Capability Gradient¶

The capability gradient is an 8-level prototyping path for developing and evaluating nuclear AI advisory systems. Each level adds capability incrementally, and critically, nothing is discarded — capabilities accumulate. Levels are experiments that produce evidence, not technologies to be deployed.

The Eight Levels¶

L0 — Frontier Evaluation: Evaluate frontier models on nuclear-domain questions using the evaluation-harness. No deployment, no infrastructure. Produces baseline capability data. Achievable in a day.

L1 — Local Deployment: Run models locally behind air-gap (see local-deployment). Tests data sovereignty, prompt transparency, and capability at reduced model scale.

L2 — RAG + KG: Add retrieval-augmented-generation and knowledge-graphs for domain grounding. Tests retrieval quality and constraint enforcement.

L3 — Tool Calling: Enable tool-calling to external systems (historian, databases). Tests integration reliability and error compounding.

L4 — Simulator Coupling: Connect to thermal-hydraulic codes via simulator-coupling. Tests physics-grounded projection capability.

L5 — Persistent Agent: Add persistence, memory, and background monitoring (see operator-modelling). Tests long-running operation and state management.

L6 — Multi-Agent: Deploy multi-agent-patterns. Tests coordination, context-divergence, and epistemic-independence.

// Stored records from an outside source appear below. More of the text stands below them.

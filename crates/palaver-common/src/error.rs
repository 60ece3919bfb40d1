// ============================================
// File: crates/palaver-common/src/error.rs
// ============================================
//! # Common Error Types
//!
//! ## Creation Reason
//! Base error type shared by the palaver crates. Higher layers wrap
//! `CommonError` in their own enums via `#[from]`.
//!
//! ## ⚠️ Important Note for Next Developer
//! - Never include key material or message plaintext in error messages
//! - Nicknames are fine to include, they are public on the transport
//!
//! ## Last Modified
//! v0.1.0 - Initial error definitions

use thiserror::Error;

// ============================================
// Result Type Alias
// ============================================

/// Common result type for operations that may fail.
pub type Result<T> = std::result::Result<T, CommonError>;

// ============================================
// CommonError
// ============================================

/// Common error types shared across palaver crates.
///
/// # Example
/// ```
/// use palaver_common::error::{CommonError, Result};
///
/// fn validate_nick(nick: &str) -> Result<()> {
///     if nick.is_empty() {
///         return Err(CommonError::invalid_input("nickname", "cannot be empty"));
///     }
///     Ok(())
/// }
///
/// assert!(validate_nick("").is_err());
/// ```
#[derive(Error, Debug)]
pub enum CommonError {
    // ========================================
    // Validation Errors
    // ========================================

    /// Invalid input data provided.
    #[error("Invalid input for '{field}': {reason}")]
    InvalidInput {
        /// Name of the field or parameter
        field: String,
        /// Description of what's wrong
        reason: String,
    },

    /// Data length doesn't match expected size.
    #[error("Invalid length: expected {expected}, got {actual}")]
    InvalidLength {
        /// Expected length in bytes
        expected: usize,
        /// Actual length received
        actual: usize,
    },

    // ========================================
    // Encoding Errors
    // ========================================

    /// Failed to decode data.
    #[error("Decoding error: {context}: {details}")]
    Decoding {
        /// What was being decoded
        context: String,
        /// Error details
        details: String,
    },
}

impl CommonError {
    /// Creates an `InvalidInput` error.
    pub fn invalid_input(field: impl Into<String>, reason: impl Into<String>) -> Self {
        Self::InvalidInput {
            field: field.into(),
            reason: reason.into(),
        }
    }

    /// Creates a `Decoding` error.
    pub fn decoding(context: impl Into<String>, details: impl Into<String>) -> Self {
        Self::Decoding {
            context: context.into(),
            details: details.into(),
        }
    }

    /// Returns `true` if the error was caused by caller-supplied input.
    #[must_use]
    pub const fn is_validation_error(&self) -> bool {
        matches!(self, Self::InvalidInput { .. } | Self::InvalidLength { .. })
    }
}

// ============================================
// Tests
// ============================================

#[cfg(test)]
mod tests {
    use super::*;

    #[test]
    fn test_error_display() {
        let err = CommonError::invalid_input("nickname", "contains whitespace");
        let msg = err.to_string();
        assert!(msg.contains("nickname"));
        assert!(msg.contains("whitespace"));

        let err = CommonError::InvalidLength {
            expected: 16,
            actual: 3,
        };
        assert!(err.to_string().contains("16"));
    }

    #[test]
    fn test_error_classification() {
        assert!(CommonError::invalid_input("a", "b").is_validation_error());
        assert!(!CommonError::decoding("session id", "bad base64").is_validation_error());
    }
}
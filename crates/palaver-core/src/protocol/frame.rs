// ============================================
// File: crates/palaver-core/src/protocol/frame.rs
// ============================================
//! # Frame Codec
//!
//! ## Creation Reason
//! Chat transports carry text, the session protocol produces bytes. This
//! module armors binary messages into a single tagged text token and
//! classifies incoming text as protocol traffic or ordinary chat.
//!
//! ## Main Functionality
//! - `armor` / `dearmor`: bytes <-> `?PLV:<base64>.`
//! - `is_tagged` / `is_complete`: stateless classification
//!
//! ## Frame Layout
//! ```text
//! ?PLV:AQEBAQEB...AAAA.
//! └─┬─┘└─────┬──────┘└┬┘
//!  start   base64    end
//! ```
//!
//! ## ⚠️ Important Note for Next Developer
//! - Neither marker may contain a base64 character, otherwise completeness
//!   checks on partial text become ambiguous.
//!
//! ## Last Modified
//! v0.1.0 - Initial frame codec

use base64::{engine::general_purpose::STANDARD as BASE64, Engine};

use crate::error::{CoreError, Result};

/// Prefix of every protocol-tagged message.
pub const START_MARKER: &str = "?PLV:";

/// Suffix of every complete protocol-tagged message.
pub const END_MARKER: &str = ".";

/// Returns `true` if the text begins with the start marker.
#[must_use]
pub fn is_tagged(text: &str) -> bool {
    text.starts_with(START_MARKER)
}

/// Returns `true` if the text is tagged and also carries the end marker.
#[must_use]
pub fn is_complete(text: &str) -> bool {
    is_tagged(text) && text.len() >= START_MARKER.len() + END_MARKER.len() && text.ends_with(END_MARKER)
}

/// Wraps binary message bytes in the text frame.
#[must_use]
pub fn armor(bytes: &[u8]) -> String {
    let body = BASE64.encode(bytes);
    let mut out = String::with_capacity(START_MARKER.len() + body.len() + END_MARKER.len());
    out.push_str(START_MARKER);
    out.push_str(&body);
    out.push_str(END_MARKER);
    out
}

/// Strips the frame and decodes the binary message.
///
/// # Errors
/// `MalformedMessage` if a marker is missing or the body is not base64.
pub fn dearmor(text: &str) -> Result<Vec<u8>> {
    let body = text
        .strip_prefix(START_MARKER)
        .ok_or_else(|| CoreError::malformed("missing start marker"))?
        .strip_suffix(END_MARKER)
        .ok_or_else(|| CoreError::malformed("missing end marker"))?;

    if body.is_empty() {
        return Err(CoreError::malformed("empty frame"));
    }

    BASE64
        .decode(body)
        .map_err(|e| CoreError::malformed(format!("frame body is not base64: {e}")))
}
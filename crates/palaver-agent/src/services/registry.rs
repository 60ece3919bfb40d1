// ============================================
// File: crates/palaver-agent/src/services/registry.rs
// ============================================
//! # Session Registry
//!
//! ## Creation Reason
//! Holds one cryptographic session per peer nickname together with the
//! state the orchestrator tracks for it.
//!
//! ## Main Functionality
//! - `PeerSession`: Session data structure
//! - `SessionRegistry`: nickname → session map
//! - `SessionState`: Session state machine
//!
//! ## Session Lifecycle
//! ```text
//!          Start                         peer's Ack
//! (none) ─────────► Offered ─────────────────────────┐
//!   │                                                ▼
//!   │   peer's Offer                  first Data  ┌─────────────┐
//!   └──────────────► AwaitingEstablish ──────────►│ Established │
//!                                                 └──────┬──────┘
//!                                                        │ Stop / peer Close
//!                                                        ▼
//!                                                     (none)
//! ```
//!
//! ## ⚠️ Important Note for Next Developer
//! - The registry has no lock of its own; the orchestrator guards it
//! - Removing an entry drops the crypto session and its key material
//!
//! ## Last Modified
//! v0.1.0 - Initial registry

use std::collections::HashMap;
use std::fmt;

use tracing::{info, warn};

use palaver_common::Nickname;
use palaver_core::{CryptoSession, IdentityPublicKey};

// ============================================
// SessionState
// ============================================

/// Per-peer session state.
#[derive(Debug, Clone, Copy, PartialEq, Eq, Hash)]
pub enum SessionState {
    /// We sent an Offer and wait for the Ack.
    Offered,
    /// We answered the peer's Offer; nothing authenticated has arrived yet.
    AwaitingEstablish,
    /// Both sides hold keys and traffic has been authenticated.
    Established,
}

impl SessionState {
    /// Returns the state name used in logs.
    #[must_use]
    pub const fn as_str(self) -> &'static str {
        match self {
            Self::Offered => "offered",
            Self::AwaitingEstablish => "awaiting-establish",
            Self::Established => "established",
        }
    }
}

impl fmt::Display for SessionState {
    fn fmt(&self, f: &mut fmt::Formatter<'_>) -> fmt::Result {
        f.write_str(self.as_str())
    }
}

// ============================================
// PeerSession
// ============================================

/// One peer's encrypted conversation.
pub struct PeerSession {
    nickname: Nickname,
    crypto: Box<dyn CryptoSession>,
    state: SessionState,
    verified_peer_key: Option<IdentityPublicKey>,
}

impl PeerSession {
    /// Wraps a crypto session for `nickname`.
    #[must_use]
    pub fn new(nickname: Nickname, crypto: Box<dyn CryptoSession>, state: SessionState) -> Self {
        Self {
            nickname,
            crypto,
            state,
            verified_peer_key: None,
        }
    }

    /// Returns the peer's nickname.
    #[must_use]
    pub fn nickname(&self) -> &Nickname {
        &self.nickname
    }

    /// Returns the handshake phase.
    #[must_use]
    pub fn state(&self) -> SessionState {
        self.state
    }

    /// Moves the entry to `state`, logging real transitions.
    pub fn set_state(&mut self, state: SessionState) {
        if self.state != state {
            info!(nick = %self.nickname, from = %self.state, to = %state, "Session state changed");
            self.state = state;
        }
    }

    /// Returns the peer key verified during the handshake, if any.
    #[must_use]
    pub fn verified_peer_key(&self) -> Option<IdentityPublicKey> {
        self.verified_peer_key
    }

    /// Records the peer's verified key.
    ///
    /// The key is recorded once; a later, different key is ignored and
    /// logged.
    pub fn record_peer_key(&mut self, key: IdentityPublicKey) {
        match self.verified_peer_key {
            None => self.verified_peer_key = Some(key),
            Some(existing) if existing != key => warn!(
                nick = %self.nickname,
                recorded = %existing.fingerprint(),
                offered = %key.fingerprint(),
                "Peer key changed mid-session, keeping the first"
            ),
            Some(_) => {}
        }
    }

    /// Returns the crypto session for driving.
    pub fn crypto_mut(&mut self) -> &mut dyn CryptoSession {
        self.crypto.as_mut()
    }

    /// Consumes the entry, returning its crypto session.
    #[must_use]
    pub fn into_crypto(self) -> Box<dyn CryptoSession> {
        self.crypto
    }
}

impl fmt::Debug for PeerSession {
    fn fmt(&self, f: &mut fmt::Formatter<'_>) -> fmt::Result {
        f.debug_struct("PeerSession")
            .field("nickname", &self.nickname)
            .field("state", &self.state)
            .field(
                "verified_peer_key",
                &self.verified_peer_key.map(|k| k.fingerprint().to_string()),
            )
            .finish_non_exhaustive()
    }
}

// ============================================
// SessionRegistry
// ============================================

/// Maps peer nicknames to their sessions.
#[derive(Default)]
pub struct SessionRegistry {
    sessions: HashMap<Nickname, PeerSession>,
}

impl SessionRegistry {
    /// Creates an empty registry.
    #[must_use]
    pub fn new() -> Self {
        Self::default()
    }

    /// Inserts a session, returning the entry it replaced.
    pub fn insert(&mut self, session: PeerSession) -> Option<PeerSession> {
        info!(nick = %session.nickname, state = %session.state, "Session registered");
        self.sessions.insert(session.nickname.clone(), session)
    }

    /// Returns the session for `nick`.
    #[must_use]
    pub fn get(&self, nick: &str) -> Option<&PeerSession> {
        self.sessions.get(nick)
    }

    /// Returns the session for `nick` for driving.
    pub fn get_mut(&mut self, nick: &str) -> Option<&mut PeerSession> {
        self.sessions.get_mut(nick)
    }

    /// Removes and returns the session for `nick`.
    pub fn remove(&mut self, nick: &str) -> Option<PeerSession> {
        let removed = self.sessions.remove(nick);
        if let Some(ref session) = removed {
            info!(nick = %nick, state = %session.state, "Session removed");
        }
        removed
    }

    /// Returns `true` if `nick` has a session.
    #[must_use]
    pub fn contains(&self, nick: &str) -> bool {
        self.sessions.contains_key(nick)
    }

    /// Returns the phase of the session with `nick`.
    #[must_use]
    pub fn state_of(&self, nick: &str) -> Option<SessionState> {
        self.sessions.get(nick).map(PeerSession::state)
    }

    /// Returns the number of sessions.
    #[must_use]
    pub fn count(&self) -> usize {
        self.sessions.len()
    }

    /// Returns `true` if no session exists.
    #[must_use]
    pub fn is_empty(&self) -> bool {
        self.sessions.is_empty()
    }

    /// Returns the nicknames with a session, sorted.
    #[must_use]
    pub fn nicknames(&self) -> Vec<Nickname> {
        let mut nicks: Vec<_> = self.sessions.keys().cloned().collect();
        nicks.sort();
        nicks
    }
}

impl fmt::Debug for SessionRegistry {
    fn fmt(&self, f: &mut fmt::Formatter<'_>) -> fmt::Result {
        f.debug_struct("SessionRegistry")
            .field("sessions", &self.count())
            .finish()
    }
}

// ============================================
// Tests
// ============================================
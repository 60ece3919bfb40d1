// ============================================
// File: crates/palaver-transport/src/mock.rs
// ============================================
//! # Mock Line Transport
//!
//! ## Creation Reason
//! Lets agent tests wire two orchestrators together without a chat
//! server: injected lines are read back in order and every sent line is
//! captured in wire form.
//!
//! ## Usage in Tests
//! ```
//! use palaver_transport::{LineTransport, MockLineTransport, OutboundLine};
//!
//! # #[tokio::main]
//! # async fn main() -> Result<(), Box<dyn std::error::Error>> {
//! let transport = MockLineTransport::new(512);
//! transport.inject_line(":a!u@h PRIVMSG b :hi");
//! assert_eq!(transport.recv_line().await?.as_deref(), Some(":a!u@h PRIVMSG b :hi"));
//!
//! transport.send_line(&OutboundLine::new("PRIVMSG", "a", "yo")).await?;
//! assert_eq!(transport.take_sent_lines(), vec!["PRIVMSG a :yo"]);
//! # Ok(())
//! # }
//! ```
//!
//! ## ⚠️ Important Note for Next Developer
//! - This is for testing only
//! - Queues are bounded; overflow is reported, not silently dropped
//!
//! ## Last Modified
//! v0.1.0 - Initial mock implementation

use std::collections::VecDeque;
use std::sync::atomic::{AtomicBool, Ordering};

use async_trait::async_trait;
use parking_lot::Mutex;
use tokio::sync::Notify;

use crate::error::{Result, TransportError};
use crate::line::OutboundLine;
use crate::traits::LineTransport;

/// Maximum number of lines to queue in either direction.
const MAX_QUEUE_SIZE: usize = 1000;

/// In-memory line transport for testing.
pub struct MockLineTransport {
    /// Line length limit applied when splitting outbound lines
    max_line_len: usize,
    /// Lines waiting to be read
    inbound: Mutex<VecDeque<String>>,
    /// Lines that have been sent, in wire form
    sent: Mutex<Vec<String>>,
    /// Whether the transport accepts operations
    active: AtomicBool,
    /// No more lines will be injected
    input_closed: AtomicBool,
    /// Wakes a pending `recv_line`
    notify: Notify,
}

impl MockLineTransport {
    /// Creates a mock splitting outbound text at `max_line_len` bytes.
    #[must_use]
    pub fn new(max_line_len: usize) -> Self {
        Self {
            max_line_len,
            inbound: Mutex::new(VecDeque::new()),
            sent: Mutex::new(Vec::new()),
            active: AtomicBool::new(true),
            input_closed: AtomicBool::new(false),
            notify: Notify::new(),
        }
    }

    /// Queues a raw line for the next `recv_line()`.
    ///
    /// Returns `false` if the queue is full.
    pub fn inject_line(&self, line: impl Into<String>) -> bool {
        let mut queue = self.inbound.lock();
        if queue.len() >= MAX_QUEUE_SIZE {
            return false;
        }
        queue.push_back(line.into());
        drop(queue);
        self.notify.notify_one();
        true
    }

    /// Marks the input exhausted; `recv_line` returns `None` once drained.
    pub fn close_input(&self) {
        self.input_closed.store(true, Ordering::Release);
        self.notify.notify_one();
    }

    /// Takes every line sent so far.
    #[must_use]
    pub fn take_sent_lines(&self) -> Vec<String> {
        std::mem::take(&mut *self.sent.lock())
    }

    /// Returns the number of lines waiting to be read.
    #[must_use]
    pub fn pending_count(&self) -> usize {
        self.inbound.lock().len()
    }
}

impl Default for MockLineTransport {
    fn default() -> Self {
        Self::new(512)
    }
}

#[async_trait]
impl LineTransport for MockLineTransport {
    async fn recv_line(&self) -> Result<Option<String>> {
        loop {
            if !self.is_active() {
                return Err(TransportError::ShuttingDown);
            }
            let next = self.inbound.lock().pop_front();
            if let Some(line) = next {
                return Ok(Some(line));
            }
            if self.input_closed.load(Ordering::Acquire) {
                return Ok(None);
            }
            self.notify.notified().await;
        }
    }

    async fn send_line(&self, line: &OutboundLine) -> Result<()> {
        if !self.is_active() {
            return Err(TransportError::ShuttingDown);
        }

        let pieces = line.wire_lines(self.max_line_len)?;
        let mut sent = self.sent.lock();
        if sent.len() + pieces.len() > MAX_QUEUE_SIZE {
            return Err(TransportError::SendFailed {
                target: line.target.clone(),
                reason: "send queue full".into(),
            });
        }
        sent.extend(pieces);
        Ok(())
    }

    async fn shutdown(&self) -> Result<()> {
        self.active.store(false, Ordering::Release);
        self.notify.notify_one();
        Ok(())
    }

    fn is_active(&self) -> bool {
        self.active.load(Ordering::Acquire)
    }
}

impl std::fmt::Debug for MockLineTransport {
    fn fmt(&self, f: &mut std::fmt::Formatter<'_>) -> std::fmt::Result {
        f.debug_struct("MockLineTransport")
            .field("max_line_len", &self.max_line_len)
            .field("pending", &self.pending_count())
            .field("sent", &self.sent.lock().len())
            .field("active", &self.is_active())
            .finish()
    }
}

// ============================================
// Tests
// ============================================

#[cfg(test)]
mod tests {
    use super::*;

    #[tokio::test]
    async fn test_inject_and_receive_in_order() {
        let transport = MockLineTransport::default();
        transport.inject_line("one");
        transport.inject_line("two");
        transport.close_input();

        assert_eq!(transport.recv_line().await.unwrap().as_deref(), Some("one"));
        assert_eq!(transport.recv_line().await.unwrap().as_deref(), Some("two"));
        assert_eq!(transport.recv_line().await.unwrap(), None);
    }

    #[tokio::test]
    async fn test_send_splits_long_text() {
        let transport = MockLineTransport::new(64);
        let line = OutboundLine::new("PRIVMSG", "bob", "y".repeat(200));
        transport.send_line(&line).await.unwrap();

        let sent = transport.take_sent_lines();
        assert!(sent.len() > 1);
        assert!(sent.iter().all(|l| l.len() + 2 <= 64));
        assert!(transport.take_sent_lines().is_empty());
    }

    #[tokio::test]
    async fn test_recv_wakes_on_injection() {
        let transport = std::sync::Arc::new(MockLineTransport::default());
        let reader = {
            let transport = std::sync::Arc::clone(&transport);
            tokio::spawn(async move { transport.recv_line().await })
        };

        tokio::task::yield_now().await;
        transport.inject_line("late");

        let got = reader.await.unwrap().unwrap();
        assert_eq!(got.as_deref(), Some("late"));
    }

    #[tokio::test]
    async fn test_shutdown_rejects_operations() {
        let transport = MockLineTransport::default();
        transport.shutdown().await.unwrap();
        assert!(!transport.is_active());
        assert!(matches!(
            transport.recv_line().await,
            Err(TransportError::ShuttingDown)
        ));
        assert!(transport
            .send_line(&OutboundLine::new("PRIVMSG", "x", "y"))
            .await
            .is_err());
    }
}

L7 — Human-in-Loop: Full operator interaction in simulator setting. Tests human-authority, trust-calibration, automation-bias, and hsi-architecture.

Running Example¶

A single scenario — RCS temperature anomaly — threads through all levels, growing in sophistication from a simple question-answer evaluation (L0) to a full multi-agent advisory supporting an operator in a simulator (L7).

Evidence Production¶

Each level produces evidence addressing specific gaps identified in Reports 1-5. L0 establishes baseline capability. L2 tests whether grounding resolves hallucination. L4 tests whether simulation coupling enables meaningful projection. L6 tests whether multi-agent coordination produces situation-awareness benefit. L7 tests whether operators actually benefit or suffer from automation-bias.

Timeline¶

L0 is achievable in a day. The full gradient from L0 through L7 represents 6-12 months of systematic development. The gradient approach addresses the build-vs-assess-gap by ensuring that assessment evidence is produced at each level rather than deferring all evaluation to the end.